• TASK TO CARRY OUT:
The line containing "#[async_trait]" and every line after it, through the end of the records below: repeat them exactly, nothing more.

• STUDY MATERIAL:

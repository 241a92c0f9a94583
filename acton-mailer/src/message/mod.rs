//! Message building
//!
//! A [`MessageBuilder`] turns an [`OutgoingMail`] into a transport-ready
//! [`CompiledMessage`]: the RFC 5322 bytes plus the SMTP envelope. Builders own
//! the signing identity; the dispatcher only asks them to validate and install it.
//!
//! [`MimeBuilder`] is the bundled implementation. It composes PGP/MIME with
//! `lettre` and hands the cryptography to a [`SecurityProvider`].

mod email;
mod mime;

use std::fmt;

use async_trait::async_trait;
use bytes::Bytes;
use lettre::address::Envelope;

use crate::error::{BuildError, IdentityError};

pub use email::{Attachment, Email, OutgoingMail, Security};
pub use mime::{MimeBuilder, SecurityProvider};

#[cfg(test)]
pub use mime::MockSecurityProvider;

/// A message ready for the transport
#[derive(Debug, Clone, PartialEq, Eq)]
pub struct CompiledMessage {
    /// Formatted RFC 5322 message
    pub raw: Bytes,

    /// Sender and recipients for `MAIL FROM` / `RCPT TO`
    pub envelope: Envelope,
}

impl CompiledMessage {
    /// Create a compiled message
    #[must_use]
    pub fn new(raw: impl Into<Bytes>, envelope: Envelope) -> Self {
        Self {
            raw: raw.into(),
            envelope,
        }
    }

    /// The message source as text, lossily decoded
    #[must_use]
    pub fn source(&self) -> String {
        String::from_utf8_lossy(&self.raw).into_owned()
    }
}

/// Key material used to establish a signing identity
#[derive(Clone, PartialEq, Eq)]
pub struct IdentityMaterial {
    /// ASCII-armored private key
    pub private_key: String,

    /// Passphrase protecting the private key
    pub passphrase: String,
}

impl IdentityMaterial {
    /// Create identity material from an armored key and its passphrase
    #[must_use]
    pub fn new(private_key: impl Into<String>, passphrase: impl Into<String>) -> Self {
        Self {
            private_key: private_key.into(),
            passphrase: passphrase.into(),
        }
    }
}

impl fmt::Debug for IdentityMaterial {
    fn fmt(&self, f: &mut fmt::Formatter<'_>) -> fmt::Result {
        f.debug_struct("IdentityMaterial")
            .field("private_key", &"<redacted>")
            .field("passphrase", &"<redacted>")
            .finish()
    }
}

/// An unlocked signing identity
#[derive(Debug, Clone, PartialEq, Eq)]
pub struct SigningIdentity {
    /// Fingerprint or key id of the unlocked key
    pub fingerprint: String,
}

impl SigningIdentity {
    /// Create a signing identity from its fingerprint
    #[must_use]
    pub fn new(fingerprint: impl Into<String>) -> Self {
        Self {
            fingerprint: fingerprint.into(),
        }
    }
}

impl fmt::Display for SigningIdentity {
    fn fmt(&self, f: &mut fmt::Formatter<'_>) -> fmt::Result {
        write!(f, "{}", self.fingerprint)
    }
}

/// Produces compiled messages from send requests
///
/// `build` is called exactly once per request, by the dispatcher's coordinator
/// task, and must eventually resolve.
#[cfg_attr(test, mockall::automock)]
#[async_trait]
pub trait MessageBuilder: Send + Sync {
    /// Validate and install the identity used to sign outgoing mail
    ///
    /// # Errors
    ///
    /// Returns [`IdentityError::InvalidCredential`] when the key cannot be parsed
    /// and [`IdentityError::WrongPassphrase`] when it cannot be decrypted.
    async fn set_signing_identity(
        &self,
        material: IdentityMaterial,
    ) -> Result<SigningIdentity, IdentityError>;

    /// Encrypt the body of a mail ahead of sending it
    ///
    /// A mail marked for encryption comes back pre-encrypted: its body holds
    /// the armored ciphertext of the text and attachments, so a later `build`
    /// only wraps it. Mail that is already pre-encrypted is returned unchanged.
    ///
    /// # Errors
    ///
    /// Returns [`BuildError::NoPublicKeys`] for mail that is not marked for
    /// encryption, or a [`BuildError`] when the body cannot be encrypted.
    async fn encrypt(&self, mail: OutgoingMail) -> Result<OutgoingMail, BuildError>;

    /// Compile a mail into message bytes and envelope
    ///
    /// # Errors
    ///
    /// Returns a [`BuildError`] when the mail is invalid or cannot be secured.
    async fn build(&self, mail: OutgoingMail) -> Result<CompiledMessage, BuildError>;
}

• OUTPUT OF THE EXERCISE:
#[async_trait]
pub trait MessageBuilder: Send + Sync {
    /// Validate and install the identity used to sign outgoing mail
    ///
    /// # Errors
    ///
    /// Returns [`IdentityError::InvalidCredential`] when the key cannot be parsed
    /// and [`IdentityError::WrongPassphrase`] when it cannot be decrypted.
    async fn set_signing_identity(
        &self,
        material: IdentityMaterial,
    ) -> Result<SigningIdentity, IdentityError>;

    /// Encrypt the body of a mail ahead of sending it
    ///
    /// A mail marked for encryption comes back pre-encrypted: its body holds
    /// the armored ciphertext of the text and attachments, so a later `build`
    /// only wraps it. Mail that is already pre-encrypted is returned unchanged.
    ///
    /// # Errors
    ///
    /// Returns [`BuildError::NoPublicKeys`] for mail that is not marked for
    /// encryption, or a [`BuildError`] when the body cannot be encrypted.
    async fn encrypt(&self, mail: OutgoingMail) -> Result<OutgoingMail, BuildError>;

    /// Compile a mail into message bytes and envelope
    ///
    /// # Errors
    ///
    /// Returns a [`BuildError`] when the mail is invalid or cannot be secured.
    async fn build(&self, mail: OutgoingMail) -> Result<CompiledMessage, BuildError>;
}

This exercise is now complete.